In June 2013, the Portland Art Museum in Oregon admitted nude participants prior to the nighttime World Naked Bike Ride for a special exhibit called "Cyclepedia" on the art of bicycle design. Hundreds of patrons saw the exhibit in the nude.
Two sections of the "English Gardens" in Munich, Schönfeldwiese and Schwabingerbach are officially designated as clothing optional, although nude sunbathing may be found in other locations. There are three clothing optional areas on the Isar River, and at the Feldmochinger See. Berlin also has a number of nude sunbathing areas. A section of Bois de Vincennes in Paris has, since 2017, been designated for naturists and is open from April to October. To recognize its third anniversary, a naturist picnic was held in June, 2019.
A number of colleges and universities have a tradition of nude parties, often as experiments in social interaction that run counter to the perfect bodies seen in the media. The Pundits at Yale has been throwing naked parties since 1995. At Brown the party is hosted by an off-campus housing cooperative, and at Wellesley it is a charity event for which the administration provides security. At other institutions such as Wesleyan, Columbia, MIT, Bowdoin and Amherst the parties may be more impromptu events in dorms or off-campus.
There have been a number of restaurants (commonly referred to as nude, naked or clothing-free restaurants) where diners were legally at liberty to be nude.
The Amrita restaurant in Japan, now closed, had strict rules of entry for its naked party. Other nude restaurants have included The Bunyadi in London, Innato on the Canary Island of Tenerife, and L'Italo Americano in Milan, all of which also closed.
O'naturel was Paris, France's first naked restaurant, located in the 12th arrondissement. The restaurant opened in November 2017 and served French cuisine. In January 2019, sibling owners Mike and Stéphane Saada announced plans to end operations in February 2019.
There are a number of bars and restaurants directly accessible from the clothing-optional beach at Orient Bay, Saint Martin, in the Caribbean, which allow varying degrees of nudity. Although essentially wiped out in 2017 by Hurricane Irma, they are slowly being rebuilt.
Nudity at festivals
Woodstock in 1969 was the first example of widespread, spontaneous nudity at a music festival. The Nambassa festivals held in New Zealand in the 1970s continued this phenomenon. Of the 75,000 patrons who attended the 1979 Nambassa three-day counterculture festival, an estimated 35% chose to remove their clothing, preferring complete or partial nudity. In the 21st century, music festivals such as Coachella have returned to being outdoor concerts whose attendees tend toward costumes rather than nudity, however there may be the occasional nude event. "The Meredith Gift" is a nude running race at the Meredith Music Festival near the town of Meredith in Victoria, Australia.
While including music, Burning Man is a more diverse arts and culture event where "camps" range from non-sexual nudity to overtly sexually themed nudity.

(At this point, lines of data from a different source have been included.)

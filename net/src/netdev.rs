//! Network device abstraction: the `NetDevice` driver trait and the device registry.
//!
//! This module is the boundary between drivers (which move frames) and the
//! protocol stack (which understands them).  A driver hands the registry a
//! [`DeviceInfo`] describing the link and a boxed [`NetDevice`]; from then on
//! the device is known only by its [`DevIndex`].
//!
//! # Concurrency model
//!
//! The registry lives inside [`StackCore`](crate::netstack::StackCore) and is
//! only touched with the core lock held.  Driver methods take `&self`;
//! implementations use interior mutability for their own state.  A driver's
//! `transmit` runs under the core lock, so it must not call back into the
//! stack other than through [`NetStack::dispatch_input`](crate::NetStack::dispatch_input),
//! which only takes the input-queue lock.

use alloc::boxed::Box;
use alloc::format;
use alloc::string::String;
use alloc::vec::Vec;
use core::fmt;

use bitflags::bitflags;
use laplus_abi::net::IFNAMSIZ;
use laplus_lib::klog_info;

use crate::types::{DevIndex, IfaceId, MacAddr, NetError};

/// Storage size of hardware and broadcast addresses in a device record.
pub const DEVICE_ADDR_LEN: usize = 16;

// =============================================================================
// NetDevice trait
// =============================================================================

/// Driver side of a network device.
///
/// `open`/`close` are invoked when the device changes administrative state;
/// the registry has already checked that the transition is valid.
pub trait NetDevice: Send + Sync {
    fn open(&self) -> Result<(), NetError> {
        Ok(())
    }

    fn close(&self) -> Result<(), NetError> {
        Ok(())
    }

    /// Put one frame of `ether_type` on the link, addressed to `dst`
    /// (a hardware address of `dev.alen` bytes).
    ///
    /// Returns the number of payload bytes handed to the link.
    fn transmit(
        &self,
        dev: &DeviceInfo,
        ether_type: u16,
        data: &[u8],
        dst: &[u8],
    ) -> Result<usize, NetError>;
}

// =============================================================================
// Device description
// =============================================================================

/// Link type of a device.
#[derive(Clone, Copy, Debug, Default, PartialEq, Eq)]
pub enum DeviceType {
    #[default]
    Null,
    Loopback,
    Ethernet,
}

impl DeviceType {
    pub const fn name(self) -> &'static str {
        match self {
            Self::Null => "null",
            Self::Loopback => "loopback",
            Self::Ethernet => "ethernet",
        }
    }
}

impl fmt::Display for DeviceType {
    fn fmt(&self, f: &mut fmt::Formatter<'_>) -> fmt::Result {
        f.write_str(self.name())
    }
}

bitflags! {
    /// Device state and capability flags.  Values match the `IFF_*` ABI.
    #[derive(Clone, Copy, Debug, Default, PartialEq, Eq)]
    pub struct DeviceFlags: u16 {
        const UP        = 0x0001;
        const LOOPBACK  = 0x0010;
        const BROADCAST = 0x0020;
        const P2P       = 0x0040;
        /// Link-layer addresses must be resolved with ARP before transmit.
        const NEED_ARP  = 0x0100;
    }
}

/// Registry record describing one device.
///
/// `index` and an empty `name` are filled in by [`DeviceRegistry::register`].
#[derive(Clone, Debug, Default)]
pub struct DeviceInfo {
    pub index: usize,
    pub name: String,
    pub kind: DeviceType,
    pub mtu: u16,
    pub flags: DeviceFlags,
    /// Link header length.
    pub hlen: u16,
    /// Hardware address length.
    pub alen: u16,
    pub addr: [u8; DEVICE_ADDR_LEN],
    pub broadcast: [u8; DEVICE_ADDR_LEN],
}

impl DeviceInfo {
    pub fn new(kind: DeviceType, mtu: u16) -> Self {
        Self {
            kind,
            mtu,
            ..Self::default()
        }
    }

    #[inline]
    pub fn dev_index(&self) -> DevIndex {
        DevIndex(self.index)
    }

    #[inline]
    pub fn is_up(&self) -> bool {
        self.flags.contains(DeviceFlags::UP)
    }

    /// Hardware address bytes (`alen` long).
    pub fn hw_addr(&self) -> &[u8] {
        &self.addr[..(self.alen as usize).min(DEVICE_ADDR_LEN)]
    }

    /// Link broadcast address bytes (`alen` long).
    pub fn hw_broadcast(&self) -> &[u8] {
        &self.broadcast[..(self.alen as usize).min(DEVICE_ADDR_LEN)]
    }

    /// The hardware address as a MAC, or all-zero for devices without one.
    pub fn mac(&self) -> MacAddr {
        MacAddr::from_slice(&self.addr).unwrap_or(MacAddr::ZERO)
    }

    pub fn set_mac(&mut self, mac: MacAddr) {
        self.addr[..6].copy_from_slice(mac.as_bytes());
    }
}

/// Protocol family of an interface bound to a device.
#[derive(Clone, Copy, Debug, PartialEq, Eq)]
pub enum IfaceFamily {
    Ipv4,
}

/// A registered device: description, driver, and bound interfaces.
pub struct Device {
    pub info: DeviceInfo,
    driver: Box<dyn NetDevice>,
    ifaces: Vec<(IfaceFamily, IfaceId)>,
}

impl Device {
    /// Interface of `family` bound to this device.
    pub fn iface(&self, family: IfaceFamily) -> Option<IfaceId> {
        self.ifaces
            .iter()
            .find(|(f, _)| *f == family)
            .map(|(_, id)| *id)
    }
}

impl fmt::Debug for Device {
    fn fmt(&self, f: &mut fmt::Formatter<'_>) -> fmt::Result {
        write!(
            f,
            "Device {{ index={}, name={}, type={}, mtu={}, flags={:?} }}",
            self.info.index, self.info.name, self.info.kind, self.info.mtu, self.info.flags
        )
    }
}

// =============================================================================
// Registry
// =============================================================================

/// All registered devices, indexed from 1 in registration order.
#[derive(Default)]
pub struct DeviceRegistry {
    devices: Vec<Device>,
}

impl DeviceRegistry {
    pub const fn new() -> Self {
        Self {
            devices: Vec::new(),
        }
    }

    /// Register a device.  The next index is assigned and, when `info.name` is
    /// empty, the name defaults to `net<index>`.
    pub fn register(
        &mut self,
        mut info: DeviceInfo,
        driver: Box<dyn NetDevice>,
    ) -> Result<DevIndex, NetError> {
        let index = self.devices.len() + 1;
        if info.name.is_empty() {
            info.name = format!("net{}", index);
        }
        if info.name.len() >= IFNAMSIZ {
            return Err(NetError::InvalidArgument);
        }
        if self.by_name(&info.name).is_some() {
            return Err(NetError::AlreadyExists);
        }
        info.index = index;
        info.flags.remove(DeviceFlags::UP);
        klog_info!(
            "net: registered, dev={}, type={}, mtu={}",
            info.name,
            info.kind,
            info.mtu
        );
        self.devices.push(Device {
            info,
            driver,
            ifaces: Vec::new(),
        });
        Ok(DevIndex(index))
    }

    pub fn get(&self, dev: DevIndex) -> Option<&Device> {
        self.devices.get(dev.0.checked_sub(1)?)
    }

    pub fn get_mut(&mut self, dev: DevIndex) -> Option<&mut Device> {
        self.devices.get_mut(dev.0.checked_sub(1)?)
    }

    pub fn by_name(&self, name: &str) -> Option<&Device> {
        self.devices.iter().find(|d| d.info.name == name)
    }

    pub fn iter(&self) -> impl Iterator<Item = &Device> {
        self.devices.iter()
    }

    pub fn len(&self) -> usize {
        self.devices.len()
    }

    pub fn is_empty(&self) -> bool {
        self.devices.is_empty()
    }

    /// Bind `iface` to `dev`.  A device carries at most one interface per family.
    pub fn add_iface(
        &mut self,
        dev: DevIndex,
        family: IfaceFamily,
        iface: IfaceId,
    ) -> Result<(), NetError> {
        let device = self.get_mut(dev).ok_or(NetError::NoSuchDevice)?;
        if device.iface(family).is_some() {
            return Err(NetError::AlreadyExists);
        }
        device.ifaces.push((family, iface));
        Ok(())
    }

    pub fn iface(&self, dev: DevIndex, family: IfaceFamily) -> Option<IfaceId> {
        self.get(dev)?.iface(family)
    }

    pub fn open(&mut self, dev: DevIndex) -> Result<(), NetError> {
        let device = self.get_mut(dev).ok_or(NetError::NoSuchDevice)?;
        if device.info.is_up() {
            return Err(NetError::DeviceBusy);
        }
        device.driver.open()?;
        device.info.flags.insert(DeviceFlags::UP);
        klog_info!("net: dev={}, state=up", device.info.name);
        Ok(())
    }

    pub fn close(&mut self, dev: DevIndex) -> Result<(), NetError> {
        let device = self.get_mut(dev).ok_or(NetError::NoSuchDevice)?;
        if !device.info.is_up() {
            return Err(NetError::DeviceDown);
        }
        device.driver.close()?;
        device.info.flags.remove(DeviceFlags::UP);
        klog_info!("net: dev={}, state=down", device.info.name);
        Ok(())
    }

    /// Hand `data` to the driver.  Returns the payload length.
    pub fn output(
        &self,
        dev: DevIndex,
        ether_type: u16,
        data: &[u8],
        dst: &[u8],
    ) -> Result<usize, NetError> {
        let device = self.get(dev).ok_or(NetError::NoSuchDevice)?;
        if !device.info.is_up() {
            return Err(NetError::DeviceDown);
        }
        if data.len() > device.info.mtu as usize {
            return Err(NetError::MessageTooLong);
        }
        device
            .driver
            .transmit(&device.info, ether_type, data, dst)?;
        Ok(data.len())
    }
}
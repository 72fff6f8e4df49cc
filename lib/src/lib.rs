#![cfg_attr(not(any(test, feature = "std-runtime")), no_std)]

pub mod clock;
pub mod kernel_services;
pub mod klog;
pub mod service_macro;
pub mod spinlock;
pub mod waitqueue;

#[cfg(any(test, feature = "std-runtime"))]
pub mod host_runtime;


#[doc(hidden)]
pub use paste;

pub use kernel_services::task_runtime::TaskHandle;
pub use klog::{KlogLevel, klog_get_level, klog_register_backend, klog_set_level};
pub use spinlock::{IrqMutex, IrqMutexGuard};
pub use waitqueue::WaitQueue;
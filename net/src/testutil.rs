//! Test doubles shared by the stack's unit tests.
//!
//! - `TestDevice`: an Ethernet driver that records every frame it is asked to
//!   send and, when wired to a peer, delivers it to the peer stack.
//! - `Pair`: two stacks on one `/24`, wired back to back, with static ARP
//!   entries so that nothing waits on resolution.
//! - `Pump`: a background thread that drains the soft-irq queues while test
//!   threads block in socket calls.

use std::sync::atomic::{AtomicBool, Ordering};
use std::sync::{Arc, Mutex, Weak};
use std::thread::{self, JoinHandle};
use std::time::Duration;

use laplus_lib::host_runtime;

use crate::ethernet;
use crate::netdev::{DeviceInfo, NetDevice};
use crate::netstack::{IfaceConfig, ManualClock, NetConfig, NetStack};
use crate::types::{DevIndex, Ipv4Addr, MacAddr, NetError};

pub const MAC_A: MacAddr = MacAddr([0x00, 0x00, 0x5e, 0x00, 0x53, 0x01]);
pub const MAC_B: MacAddr = MacAddr([0x00, 0x00, 0x5e, 0x00, 0x53, 0x02]);
pub const IP_A: Ipv4Addr = Ipv4Addr::new(192, 0, 2, 1);
pub const IP_B: Ipv4Addr = Ipv4Addr::new(192, 0, 2, 2);
pub const NETMASK: Ipv4Addr = Ipv4Addr::new(255, 255, 255, 0);

// =============================================================================
// TestDevice
// =============================================================================

struct Peer {
    stack: Weak<NetStack>,
    dev: DevIndex,
    mac: MacAddr,
}

/// Test-side handle on a `TestDevice`.
#[derive(Clone, Default)]
pub struct TestLink {
    frames: Arc<Mutex<Vec<Vec<u8>>>>,
    peer: Arc<Mutex<Option<Peer>>>,
}

impl TestLink {
    /// Frames sent so far, oldest first.
    pub fn frames(&self) -> Vec<Vec<u8>> {
        self.frames.lock().unwrap().clone()
    }

    pub fn take_frames(&self) -> Vec<Vec<u8>> {
        std::mem::take(&mut *self.frames.lock().unwrap())
    }

    /// Deliver every later frame to `dev` of `stack`.
    pub fn connect(&self, stack: &Arc<NetStack>, dev: DevIndex, mac: MacAddr) {
        *self.peer.lock().unwrap() = Some(Peer {
            stack: Arc::downgrade(stack),
            dev,
            mac,
        });
    }
}

struct TestDevice {
    mac: MacAddr,
    link: TestLink,
}

impl NetDevice for TestDevice {
    fn transmit(
        &self,
        _dev: &DeviceInfo,
        ether_type: u16,
        data: &[u8],
        dst: &[u8],
    ) -> Result<usize, NetError> {
        ethernet::transmit_helper(self.mac, ether_type, data, dst, |frame| {
            self.link.frames.lock().unwrap().push(frame.to_vec());
            let peer = self.link.peer.lock().unwrap();
            if let Some(peer) = peer.as_ref() {
                if let Some(stack) = peer.stack.upgrade() {
                    ethernet::receive(&stack, peer.dev, peer.mac, frame);
                }
            }
            Ok(frame.len())
        })
    }
}

/// A stack on a manual clock starting at 1000 ms.
pub fn new_stack(iss_seed: u32) -> (Arc<NetStack>, Arc<ManualClock>) {
    let clock = Arc::new(ManualClock::new(1_000));
    let stack = NetStack::with_clock(NetConfig::new().with_iss_seed(iss_seed), clock.clone());
    (stack, clock)
}

/// Register, address and open an Ethernet `TestDevice`.
pub fn add_ether(stack: &Arc<NetStack>, mac: MacAddr, ip: Ipv4Addr) -> (DevIndex, TestLink) {
    let link = TestLink::default();
    let mut info = DeviceInfo::default();
    ethernet::ether_setup_helper(&mut info);
    info.set_mac(mac);
    let driver = TestDevice {
        mac,
        link: link.clone(),
    };
    let dev = stack.register_device(info, Box::new(driver)).unwrap();
    stack.configure(dev, IfaceConfig::new(ip, NETMASK)).unwrap();
    stack.open_device(dev).unwrap();
    (dev, link)
}

/// Poll until `cond` holds, giving blocked threads time to park.
pub fn wait_until(cond: impl Fn() -> bool) {
    for _ in 0..5_000 {
        if cond() {
            return;
        }
        thread::sleep(Duration::from_millis(1));
    }
    panic!("condition never became true");
}

/// Run the soft-irq handler until no input is pending.
pub fn pump(stack: &NetStack) -> usize {
    let mut total = 0;
    while stack.softirq_pending() {
        total += stack.softirq_handler();
    }
    total
}

// =============================================================================
// Pair
// =============================================================================

/// `a` (`IP_A`, ISS 100) and `b` (`IP_B`, ISS 300) wired back to back.
pub struct Pair {
    pub a: Arc<NetStack>,
    pub b: Arc<NetStack>,
    pub link_a: TestLink,
    pub link_b: TestLink,
}

impl Pair {
    pub fn new() -> Self {
        host_runtime::install();
        let (a, _) = new_stack(100);
        let (b, _) = new_stack(300);
        let (dev_a, link_a) = add_ether(&a, MAC_A, IP_A);
        let (dev_b, link_b) = add_ether(&b, MAC_B, IP_B);
        link_a.connect(&b, dev_b, MAC_B);
        link_b.connect(&a, dev_a, MAC_A);
        a.lock().arp.add_static(IP_B, MAC_B).unwrap();
        b.lock().arp.add_static(IP_A, MAC_A).unwrap();
        Self {
            a,
            b,
            link_a,
            link_b,
        }
    }

    /// Drain both stacks until neither has input left.
    pub fn pump(&self) {
        while self.a.softirq_pending() || self.b.softirq_pending() {
            pump(&self.a);
            pump(&self.b);
        }
    }

    /// Keep both stacks drained from a background thread.
    pub fn spawn_pump(&self) -> Pump {
        Pump::spawn(vec![self.a.clone(), self.b.clone()])
    }
}

// =============================================================================
// Pump
// =============================================================================

/// Background soft-irq drain, stopped on drop.
pub struct Pump {
    stop: Arc<AtomicBool>,
    handle: Option<JoinHandle<()>>,
}

impl Pump {
    pub fn spawn(stacks: Vec<Arc<NetStack>>) -> Self {
        let stop = Arc::new(AtomicBool::new(false));
        let handle = {
            let stop = stop.clone();
            thread::spawn(move || {
                while !stop.load(Ordering::Acquire) {
                    for stack in &stacks {
                        pump(stack);
                    }
                    thread::sleep(Duration::from_millis(1));
                }
            })
        };
        Self {
            stop,
            handle: Some(handle),
        }
    }
}

impl Drop for Pump {
    fn drop(&mut self) {
        self.stop.store(true, Ordering::Release);
        if let Some(handle) = self.handle.take() {
            let _ = handle.join();
        }
    }
}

Since 2004 there has been a naked bike ride known as the "Naked Pub Crawl". The Folsom Street Fair held in San Francisco is a leather and BDSM-themed fair. Nudist festivals are held to celebrate particular days of the year, and in many such events nude bodypainting is also common, such as Neptune Day Festival held in Koktebel, Crimea to depict mythological events.
Organized by the Federación Nudista de México (Mexican Nudist Federation) since 2016 when Zipolite beach nudity was legalized, Festival Nudista Zipolite occurs annually on the first weekend of February.
Nudity in sport
It was a norm in Ancient Greece for athletes to exercise and compete in the nude. The Greek practice to compete and exercise was strongly inspired by their gods and heroes. For the gods and heroes nudity was a part of their identity and a way to display their physical energy and power which the athletes attempted to honour and emulate. Athletes from Greece and from Greek colonies came together for the Olympic Games and the other Panhellenic Games. They competed naked in almost all disciplines with the exception of chariot races, although there are depictions of naked chariot racers.
The word gymnasium (Latin; from Greek gymnasion, being derived from Greek gymnos, meaning "naked"), originally denoting a place for the intellectual, moral and physical education of young men as future soldiers and (certainly in democracies) citizens (compare ephebos), is another testimony of the nudity in physical exercises. In some countries including Germany the word is still used for secondary schools, traditionally for boys. The more recent form gym is an abbreviation of gymnasium.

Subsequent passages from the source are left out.